■ Data entries
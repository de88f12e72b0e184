//! Per-operation attribute bundle.
//!
//! A target takes its own copy of the caller's attributes when it is
//! found or created, so nothing the caller does afterwards leaks into an
//! operation that is already running.

use std::fmt;

use secrecy::{ExposeSecret, SecretString};

/// Data transfer mode (`MODE S` / `MODE E`).
#[derive(Debug, Clone, Copy, PartialEq, Eq, Default)]
pub enum Mode {
    #[default]
    Stream,
    ExtendedBlock,
}

impl Mode {
    pub fn code(self) -> char {
        match self {
            Mode::Stream => 'S',
            Mode::ExtendedBlock => 'E',
        }
    }
}

/// Representation type (`TYPE A` / `TYPE I`).
#[derive(Debug, Clone, Copy, PartialEq, Eq, Default)]
pub enum DataType {
    Ascii,
    #[default]
    Image,
}

impl DataType {
    pub fn code(self) -> char {
        match self {
            DataType::Ascii => 'A',
            DataType::Image => 'I',
        }
    }
}

/// Data channel authentication.
#[derive(Debug, Clone, PartialEq, Eq, Default)]
pub enum Dcau {
    /// Whatever the server starts with: self for gsiftp, none otherwise.
    #[default]
    Default,
    None,
    SelfAuth,
    Subject(String),
}

/// Data channel protection level (`PROT`).
#[derive(Debug, Clone, Copy, PartialEq, Eq, Default)]
pub enum Protection {
    #[default]
    Clear,
    Safe,
    Confidential,
    Private,
}

impl Protection {
    pub fn code(self) -> char {
        match self {
            Protection::Clear => 'C',
            Protection::Safe => 'S',
            Protection::Confidential => 'E',
            Protection::Private => 'P',
        }
    }
}

#[derive(Debug, Clone, Copy, PartialEq, Eq, Default)]
pub enum Parallelism {
    #[default]
    None,
    Fixed(u32),
}

/// Striping layout for extended-block transfers.
#[derive(Debug, Clone, Copy, PartialEq, Eq, Default)]
pub enum Layout {
    #[default]
    None,
    Partitioned,
    Blocked(u64),
}

#[derive(Debug, Clone, Copy, PartialEq, Eq, Default)]
pub enum TcpBuffer {
    #[default]
    Default,
    Fixed(u64),
}

/// Credentials presented on the control channel.
#[derive(Clone, Default)]
pub struct AuthInfo {
    pub user: Option<String>,
    pub password: Option<SecretString>,
    pub account: Option<String>,
    pub subject: Option<String>,
}

impl AuthInfo {
    pub fn new(user: Option<&str>, password: Option<&str>) -> Self {
        AuthInfo {
            user: user.map(str::to_string),
            password: password.map(|p| SecretString::new(p.to_string())),
            account: None,
            subject: None,
        }
    }

    pub fn user_or_anonymous(&self) -> &str {
        self.user.as_deref().unwrap_or("anonymous")
    }

    pub fn password_or_empty(&self) -> &str {
        self.password
            .as_ref()
            .map(|p| p.expose_secret().as_str())
            .unwrap_or("")
    }
}

impl PartialEq for AuthInfo {
    fn eq(&self, other: &Self) -> bool {
        let pw = |a: &AuthInfo| a.password.as_ref().map(|p| p.expose_secret().clone());
        self.user == other.user
            && pw(self) == pw(other)
            && self.account == other.account
            && self.subject == other.subject
    }
}

impl Eq for AuthInfo {}

impl fmt::Debug for AuthInfo {
    fn fmt(&self, f: &mut fmt::Formatter<'_>) -> fmt::Result {
        f.debug_struct("AuthInfo")
            .field("user", &self.user)
            .field("password", &self.password.as_ref().map(|_| "[REDACTED]"))
            .field("account", &self.account)
            .field("subject", &self.subject)
            .finish()
    }
}

/// Everything that shapes how one operation talks to one server.
#[derive(Debug, Clone, PartialEq)]
pub struct OperationAttributes {
    pub mode: Mode,
    pub data_type: DataType,
    pub auth: AuthInfo,
    /// True until the caller supplies credentials of their own.
    pub using_default_auth: bool,
    pub dcau: Dcau,
    pub protection: Protection,
    pub parallelism: Parallelism,
    pub layout: Layout,
    pub tcp_buffer: TcpBuffer,
    /// ERET/ESTO module string, e.g. `P 100 100`.
    pub module_alg_str: Option<String>,
    pub allow_ipv6: bool,
    pub allocated_size: Option<u64>,
    pub append: bool,
}

impl Default for OperationAttributes {
    fn default() -> Self {
        OperationAttributes {
            mode: Mode::Stream,
            data_type: DataType::Image,
            auth: AuthInfo::default(),
            using_default_auth: true,
            dcau: Dcau::Default,
            protection: Protection::Clear,
            parallelism: Parallelism::None,
            layout: Layout::None,
            tcp_buffer: TcpBuffer::Default,
            module_alg_str: None,
            allow_ipv6: false,
            allocated_size: None,
            append: false,
        }
    }
}

impl OperationAttributes {
    pub fn new() -> Self {
        Self::default()
    }

    pub fn set_authorization(&mut self, auth: AuthInfo) -> &mut Self {
        self.auth = auth;
        self.using_default_auth = false;
        self
    }

    pub fn set_mode(&mut self, mode: Mode) -> &mut Self {
        self.mode = mode;
        self
    }

    pub fn set_type(&mut self, data_type: DataType) -> &mut Self {
        self.data_type = data_type;
        self
    }

    pub fn set_dcau(&mut self, dcau: Dcau) -> &mut Self {
        self.dcau = dcau;
        self
    }

    pub fn set_protection(&mut self, protection: Protection) -> &mut Self {
        self.protection = protection;
        self
    }

    pub fn set_parallelism(&mut self, parallelism: Parallelism) -> &mut Self {
        self.parallelism = parallelism;
        self
    }

    pub fn set_tcp_buffer(&mut self, tcp_buffer: TcpBuffer) -> &mut Self {
        self.tcp_buffer = tcp_buffer;
        self
    }

    pub fn set_allocated_size(&mut self, size: u64) -> &mut Self {
        self.allocated_size = Some(size);
        self
    }

    pub fn set_append(&mut self, append: bool) -> &mut Self {
        self.append = append;
        self
    }

    /// Copy with DCAU forced to none. Used when a third-party transfer
    /// spans two URL schemes.
    pub fn without_dcau(&self) -> Self {
        let mut copy = self.clone();
        copy.dcau = Dcau::None;
        copy
    }
}

#[cfg(test)]
mod tests {
    use super::*;

    #[test]
    fn test_defaults() {
        let attr = OperationAttributes::default();
        assert_eq!(attr.mode, Mode::Stream);
        assert_eq!(attr.data_type, DataType::Image);
        assert!(attr.using_default_auth);
        assert_eq!(attr.dcau, Dcau::Default);
        assert_eq!(attr.protection.code(), 'C');
    }

    #[test]
    fn test_explicit_auth_clears_default_flag() {
        let mut attr = OperationAttributes::new();
        attr.set_authorization(AuthInfo::new(Some("alice"), Some("pw")));
        assert!(!attr.using_default_auth);
        assert_eq!(attr.auth.user_or_anonymous(), "alice");
        assert_eq!(attr.auth.password_or_empty(), "pw");
    }

    #[test]
    fn test_auth_equality_includes_password() {
        let a = AuthInfo::new(Some("u"), Some("one"));
        let b = AuthInfo::new(Some("u"), Some("one"));
        let c = AuthInfo::new(Some("u"), Some("two"));
        assert_eq!(a, b);
        assert_ne!(a, c);
        assert!(!format!("{:?}", a).contains("one"));
    }

    #[test]
    fn test_copy_is_independent() {
        let mut attr = OperationAttributes::new();
        attr.set_mode(Mode::ExtendedBlock);
        let copy = attr.clone();
        attr.set_mode(Mode::Stream);
        assert_eq!(copy.mode, Mode::ExtendedBlock);
        assert_eq!(copy.without_dcau().dcau, Dcau::None);
    }
}
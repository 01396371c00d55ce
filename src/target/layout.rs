// Tue Jan 20 2026 - Alex

use crate::offset::{FileLayout, OffsetError, SectionRange};
use goblin::Object;

/// Layout for files with no executable structure: size only, no entry
/// point, no sections. Relative anchors other than EOF never apply.
#[derive(Debug, Clone, Copy)]
pub struct FlatLayout {
    size: u64,
}

impl FlatLayout {
    pub fn new(size: u64) -> Self {
        Self { size }
    }
}

impl FileLayout for FlatLayout {
    fn file_size(&self) -> u64 {
        self.size
    }

    fn entry_point(&self) -> Result<Option<u64>, OffsetError> {
        Ok(None)
    }

    fn section(&self, _index: usize) -> Result<Option<SectionRange>, OffsetError> {
        Ok(None)
    }

    fn section_count(&self) -> Result<usize, OffsetError> {
        Ok(0)
    }
}

/// Executable layout extracted once per file with goblin: entry point
/// and section ranges as *file* offsets, which is what offset anchors
/// are expressed in. Files goblin cannot parse degrade to a flat layout.
#[derive(Debug, Clone)]
pub struct ExeLayout {
    size: u64,
    entry: Option<u64>,
    sections: Vec<SectionRange>,
}

impl ExeLayout {
    pub fn parse(data: &[u8]) -> Self {
        let size = data.len() as u64;
        match Object::parse(data) {
            Ok(Object::Elf(elf)) => Self::from_elf(size, &elf),
            Ok(Object::PE(pe)) => Self::from_pe(size, &pe),
            Ok(Object::Mach(goblin::mach::Mach::Binary(macho))) => Self::from_macho(size, &macho),
            _ => Self {
                size,
                entry: None,
                sections: Vec::new(),
            },
        }
    }

    fn from_elf(size: u64, elf: &goblin::elf::Elf) -> Self {
        // Entry point is a virtual address; translate through the
        // containing loadable segment to get a file offset.
        let entry = elf.program_headers.iter().find_map(|ph| {
            if ph.p_type == goblin::elf::program_header::PT_LOAD
                && elf.entry >= ph.p_vaddr
                && elf.entry < ph.p_vaddr + ph.p_filesz
            {
                Some(elf.entry - ph.p_vaddr + ph.p_offset)
            } else {
                None
            }
        });

        let sections = elf
            .section_headers
            .iter()
            .filter(|sh| sh.sh_size > 0 && sh.sh_type != goblin::elf::section_header::SHT_NOBITS)
            .map(|sh| SectionRange {
                start: sh.sh_offset,
                size: sh.sh_size,
            })
            .collect();

        Self {
            size,
            entry,
            sections,
        }
    }

    fn from_pe(size: u64, pe: &goblin::pe::PE) -> Self {
        let rva = pe.entry as u64;
        let entry = pe.sections.iter().find_map(|sect| {
            let va = sect.virtual_address as u64;
            let vsize = sect.virtual_size as u64;
            if rva >= va && rva < va + vsize {
                Some(rva - va + sect.pointer_to_raw_data as u64)
            } else {
                None
            }
        });

        let sections = pe
            .sections
            .iter()
            .map(|sect| SectionRange {
                start: sect.pointer_to_raw_data as u64,
                size: sect.size_of_raw_data as u64,
            })
            .collect();

        Self {
            size,
            entry,
            sections,
        }
    }

    fn from_macho(size: u64, macho: &goblin::mach::MachO) -> Self {
        let sections = macho
            .segments
            .iter()
            .filter(|seg| seg.filesize > 0)
            .map(|seg| SectionRange {
                start: seg.fileoff,
                size: seg.filesize,
            })
            .collect();

        Self {
            size,
            // LC_MAIN gives the entry as a file offset already.
            entry: (macho.entry != 0).then_some(macho.entry),
            sections,
        }
    }
}

impl FileLayout for ExeLayout {
    fn file_size(&self) -> u64 {
        self.size
    }

    fn entry_point(&self) -> Result<Option<u64>, OffsetError> {
        Ok(self.entry)
    }

    fn section(&self, index: usize) -> Result<Option<SectionRange>, OffsetError> {
        Ok(self.sections.get(index).copied())
    }

    fn section_count(&self) -> Result<usize, OffsetError> {
        Ok(self.sections.len())
    }
}
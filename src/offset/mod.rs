// Mon Jan 19 2026 - Alex

pub mod error;
pub mod resolve;
pub mod spec;

pub use error::OffsetError;
pub use resolve::{resolve_anchor, FileLayout, SectionRange};
pub use spec::{OffsetAnchor, OffsetSpec};
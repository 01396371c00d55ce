// Sun Jan 18 2026 - Alex

/// Shortest pattern the matcher accepts.
pub const BM_MIN_LENGTH: usize = 3;
/// Bytes hashed per scan window.
pub const BM_BLOCK_SIZE: usize = 3;

/// Size of the shift table and suffix index: the largest window hash
/// plus one. The hash is intentionally lossy; distinct windows may
/// collide, the chain walk sorts that out.
pub const HASH_SIZE: usize = 211 * 255 + 37 * 255 + 255 + 1;

/// Default shift for windows no pattern core starts with.
pub const DEFAULT_SHIFT: u8 = (BM_MIN_LENGTH - BM_BLOCK_SIZE + 1) as u8;

#[inline]
pub fn window_hash(a: u8, b: u8, c: u8) -> u16 {
    211 * a as u16 + 37 * b as u16 + c as u16
}
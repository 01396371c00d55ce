// Sun Jan 18 2026 - Alex

use crate::offset::OffsetError;
use std::collections::TryReserveError;
use thiserror::Error;

#[derive(Error, Debug)]
pub enum MatchError {
    #[error("Signature {0} is too short: {1} bytes")]
    MalformedSignature(String, usize),
    #[error("Offset error: {0}")]
    Offset(#[from] OffsetError),
    #[error("Out of memory: {0}")]
    OutOfMemory(#[from] TryReserveError),
}
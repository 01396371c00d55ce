// Tue Jan 20 2026 - Alex

use crate::target::TargetError;
use memmap2::Mmap;
use std::fs::File;
use std::path::{Path, PathBuf};

/// Read-only memory-mapped view of one target file.
pub struct MappedFile {
    mmap: Mmap,
    path: PathBuf,
}

impl MappedFile {
    pub fn open<P: AsRef<Path>>(path: P) -> Result<Self, TargetError> {
        let path_buf = path.as_ref().to_path_buf();
        let file = File::open(path.as_ref())?;
        let mmap = unsafe { Mmap::map(&file) }?;
        Ok(Self {
            mmap,
            path: path_buf,
        })
    }

    pub fn data(&self) -> &[u8] {
        self.mmap.as_ref()
    }

    pub fn len(&self) -> usize {
        self.mmap.len()
    }

    pub fn is_empty(&self) -> bool {
        self.mmap.len() == 0
    }

    pub fn path(&self) -> &Path {
        &self.path
    }
}
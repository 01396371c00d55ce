// Tue Jan 20 2026 - Alex

use clap::Parser;
use colored::Colorize;
use indicatif::{ProgressBar, ProgressStyle};
use serde::Serialize;
use sigscan::{
    config::ScanConfig,
    matcher::Matcher,
    offset::FileLayout,
    sigdb,
    target::{ExeLayout, FlatLayout, MappedFile},
};
use std::fs::File;
use std::io::Write;
use std::path::{Path, PathBuf};
use std::time::Instant;

#[derive(Parser, Debug)]
#[command(author = "Alex")]
#[command(version = "1.0.0")]
#[command(about = "Boyer-Moore signature scanner", long_about = None)]
struct Args {
    /// Signature database (one Name:Offset:HexBytes per line)
    #[arg(short, long)]
    database: PathBuf,

    /// Files to scan
    files: Vec<PathBuf>,

    #[arg(short, long)]
    verbose: bool,

    #[arg(long)]
    no_progress: bool,

    /// Scan every position instead of precomputing per-file offsets
    #[arg(long)]
    no_offset_index: bool,

    /// Write a JSON report
    #[arg(short, long)]
    output: Option<PathBuf>,
}

#[derive(Serialize)]
struct FileResult {
    path: String,
    detection: Option<String>,
    error: Option<String>,
}

#[derive(Serialize)]
struct ScanReport {
    signatures: usize,
    scanned: usize,
    detected: usize,
    errors: usize,
    results: Vec<FileResult>,
}

fn main() -> anyhow::Result<()> {
    let args = Args::parse();

    env_logger::Builder::new()
        .filter_level(if args.verbose {
            log::LevelFilter::Debug
        } else {
            log::LevelFilter::Warn
        })
        .init();

    let config = ScanConfig::new()
        .with_database(args.database.clone())
        .with_offset_index(!args.no_offset_index)
        .with_verbose(args.verbose)
        .with_progress_bars(!args.no_progress);

    let start_time = Instant::now();

    let entries = sigdb::load_signatures(&args.database)?;
    let mut matcher = Matcher::new()?;
    let mut loaded = 0usize;
    for entry in &entries {
        match matcher.add_pattern(&entry.bytes, &entry.name, &entry.offset) {
            Ok(()) => loaded += 1,
            Err(e) => log::warn!("Skipping signature {}: {}", entry.name, e),
        }
    }
    println!(
        "{} Loaded {} signatures from {}",
        "[*]".blue(),
        loaded,
        args.database.display()
    );

    let bar = if config.enable_progress_bars && args.files.len() > 1 {
        let bar = ProgressBar::new(args.files.len() as u64);
        bar.set_style(
            ProgressStyle::default_bar()
                .template("{spinner} [{bar:40}] {pos}/{len} {msg}")
                .unwrap()
                .progress_chars("=>-"),
        );
        Some(bar)
    } else {
        None
    };

    let emit = |line: String| match &bar {
        Some(bar) => bar.println(line),
        None => println!("{}", line),
    };

    let mut results = Vec::new();
    let mut detected = 0usize;
    let mut errors = 0usize;

    for path in &args.files {
        let mut result = FileResult {
            path: path.display().to_string(),
            detection: None,
            error: None,
        };

        match scan_file(&matcher, path, &config) {
            Ok(Some(name)) => {
                emit(format!("{}: {} {}", path.display(), name.red().bold(), "FOUND".red()));
                result.detection = Some(name);
                detected += 1;
            }
            Ok(None) => {
                emit(format!("{}: {}", path.display(), "OK".green()));
            }
            Err(e) => {
                emit(format!("{}: {} ({})", path.display(), "ERROR".yellow(), e));
                result.error = Some(e.to_string());
                errors += 1;
            }
        }
        results.push(result);

        if let Some(bar) = &bar {
            bar.inc(1);
        }
    }

    if let Some(bar) = &bar {
        bar.finish_and_clear();
    }

    println!();
    println!(
        "{} Scanned {} files, {} detected, {} errors in {:.2}s",
        "[*]".blue(),
        args.files.len(),
        detected,
        errors,
        start_time.elapsed().as_secs_f64()
    );

    if let Some(output) = &args.output {
        let report = ScanReport {
            signatures: loaded,
            scanned: args.files.len(),
            detected,
            errors,
            results,
        };
        let mut file = File::create(output)?;
        file.write_all(serde_json::to_string_pretty(&report)?.as_bytes())?;
        println!("{} Report written to {}", "[*]".blue(), output.display());
    }

    Ok(())
}

fn scan_file(matcher: &Matcher, path: &Path, config: &ScanConfig) -> anyhow::Result<Option<String>> {
    let mapped = MappedFile::open(path)?;
    log::debug!("Scanning {} ({} bytes)", path.display(), mapped.len());

    let exe_layout;
    let flat_layout;
    let layout: &dyn FileLayout = if config.parse_executables {
        exe_layout = ExeLayout::parse(mapped.data());
        &exe_layout
    } else {
        flat_layout = FlatLayout::new(mapped.len() as u64);
        &flat_layout
    };

    let hit = if config.use_offset_index && matcher.wants_offset_index() {
        let mut index = matcher.build_offset_index(layout)?;
        log::debug!("Offset index: {} candidate positions", index.candidate_count());
        matcher.scan_buffer(mapped.data(), 0, Some(layout), Some(&mut index))?
    } else {
        matcher.scan_buffer(mapped.data(), 0, Some(layout), None)?
    };

    Ok(hit.map(|name| name.to_string()))
}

■ What you will do
Show every line above in which the word "emit" occurs.

■ Reply to the task
    let emit = |line: String| match &bar {
                emit(format!("{}: {} {}", path.display(), name.red().bold(), "FOUND".red()));
                emit(format!("{}: {}", path.display(), "OK".green()));
                emit(format!("{}: {} ({})", path.display(), "ERROR".yellow(), e));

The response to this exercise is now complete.